Submitted to: International Journal of Biometeorology
Publication Type: Peer Reviewed Journal
Publication Acceptance Date: 5/27/2014
Publication Date: 5/31/2014
Publication URL: http://handle.nal.usda.gov/10113/59567
Citation: Zhang, X., Lee, X., Griffis, T.J., Andrews, A.E., Baker, J.M., Erickson, M.D., Hu, N., Xiao, W. 2014. Quantifying nitrous oxide fluxes on multiple spatial scales in the Upper Midwest, USA. International Journal of Biometeorology. DOI: 10.1007/s00484-014-0842-4.
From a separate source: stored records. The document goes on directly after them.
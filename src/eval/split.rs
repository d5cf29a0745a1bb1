use crate::{Error, Result, SocialGraph};
use rand::prelude::*;

/// Randomly split the edges of `graph` into a training and a test graph.
///
/// Edges are shuffled; the first `floor(edge_count * train_ratio)` stay in the
/// training copy and the rest in the test copy. Both copies keep every node.
pub fn split_graph<R: Rng + ?Sized>(
    graph: &SocialGraph,
    train_ratio: f64,
    rng: &mut R,
) -> Result<(SocialGraph, SocialGraph)> {
    if !(0.0..=1.0).contains(&train_ratio) {
        return Err(Error::InvalidConfig(format!(
            "train_ratio must lie in [0, 1], got {}",
            train_ratio
        )));
    }
    let mut edges = graph.edge_list();
    edges.shuffle(rng);
    let p = (edges.len() as f64 * train_ratio).floor() as usize;

    let mut train = graph.clone();
    train.remove_edges(&edges[p..]);
    let mut test = graph.clone();
    test.remove_edges(&edges[..p]);
    Ok((train, test))
}

#[cfg(test)]
mod tests {
    use super::*;
    use crate::Entity;
    use rand_xorshift::XorShiftRng;

    fn graph() -> SocialGraph {
        let mut g = SocialGraph::new_undirected();
        for u in 1u64..=3 {
            for r in 1u64..=3 {
                g.add_edge(Entity::user(u), Entity::repository(r), Default::default());
            }
        }
        g.add_node(Entity::user(9));
        g
    }

    #[test]
    fn test_partition_of_edges() {
        let g = graph();
        let mut rng = XorShiftRng::seed_from_u64(42);
        let (train, test) = split_graph(&g, 0.8, &mut rng).unwrap();
        assert_eq!(train.edge_count(), 7);
        assert_eq!(test.edge_count(), 2);
        assert_eq!(train.node_count(), g.node_count());
        assert_eq!(test.node_count(), g.node_count());
        for (u, v) in g.edge_list() {
            assert!(train.has_edge(&u, &v) ^ test.has_edge(&u, &v));
        }
    }

    #[test]
    fn test_seeded_split_is_reproducible() {
        let g = graph();
        let a = split_graph(&g, 0.5, &mut XorShiftRng::seed_from_u64(1)).unwrap();
        let b = split_graph(&g, 0.5, &mut XorShiftRng::seed_from_u64(1)).unwrap();
        assert_eq!(a.0.edge_list(), b.0.edge_list());
        assert_eq!(a.1.edge_list(), b.1.edge_list());
    }

    #[test]
    fn test_extreme_ratios() {
        let g = graph();
        let mut rng = XorShiftRng::seed_from_u64(0);
        let (train, test) = split_graph(&g, 1.0, &mut rng).unwrap();
        assert_eq!((train.edge_count(), test.edge_count()), (9, 0));
        let (train, test) = split_graph(&g, 0.0, &mut rng).unwrap();
        assert_eq!((train.edge_count(), test.edge_count()), (0, 9));
        assert!(split_graph(&g, 1.5, &mut rng).is_err());
    }
}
Interpretive Summary: Nitrous oxide is a key greenhouse gas, with 300 times the warming potential, on a molecular basis, as CO2, and the largest source of it is fertilized agricultural fields. While it is generally assumed that all of it is produced by soil microbes, there have been some reports suggesting that some of it is produced by plants. Our objective was to separately measure nitrous oxide emissions at three scales: direct emission from corn and soybean plants, whole field emission (ncluding both plant and soil component), and regional scale. Plant emissions were measured with chambers, whole field emissions were measured by a micrometeorological technique (eddy covariance), and regional emissions were measured with a boundary layer budget approach, using concentration profiles measured on a 200 m radio tower. We found that direct emission from plants, while measurable, was much smaller than the whole-field measurements, indicating that soil microbes are the dominant source within a field. We also found that the whole field measurements accounted for less than 20% of the regional flux, suggesting that other sources, beyond edge-of -field, are major contributors to the nitrous oxide budget. These results provide guidance for mitigation strategies to reduce the impact of agriculture on global climate change.

Technical Abstract: This study seeks to quantify the roles of soybean and corn plants and the cropland ecosystem in the regional N2O budget of the Upper Midwest, USA. The N2O flux was measured at three scales (plant, the soil-plant ecosystem, and region) using newly designed steady-state flow-through plant chambers, a flux-gradient micrometeorological tower, and continuous tall tower observatories. Results indicate that: 1) N2O fluxes from unfertilized soybean (0.03 ± 0.05 nmol m-2 s-1) and fertilized corn plants (-0.01 ± 0.04 nmol m-2 s-1) were about one magnitude lower than N2O emissions from the soil-plant ecosystem (0.26 nmol m-2 s-1 for soybean and 0.95 nmol m-2 s-1 for corn), confirming that cropland N2O emissions were mainly from the soil; 2) Fertilization increased the corn plant flux for a short period (about 20 days), and late-season fertilization dramatically increased the soybean plant emissions; 3) The direct N2O emission from cropland accounted for less than 20% of the regional flux, suggesting the large role of other sources in the regional N2O budget, including nitrogen leaching and runoff.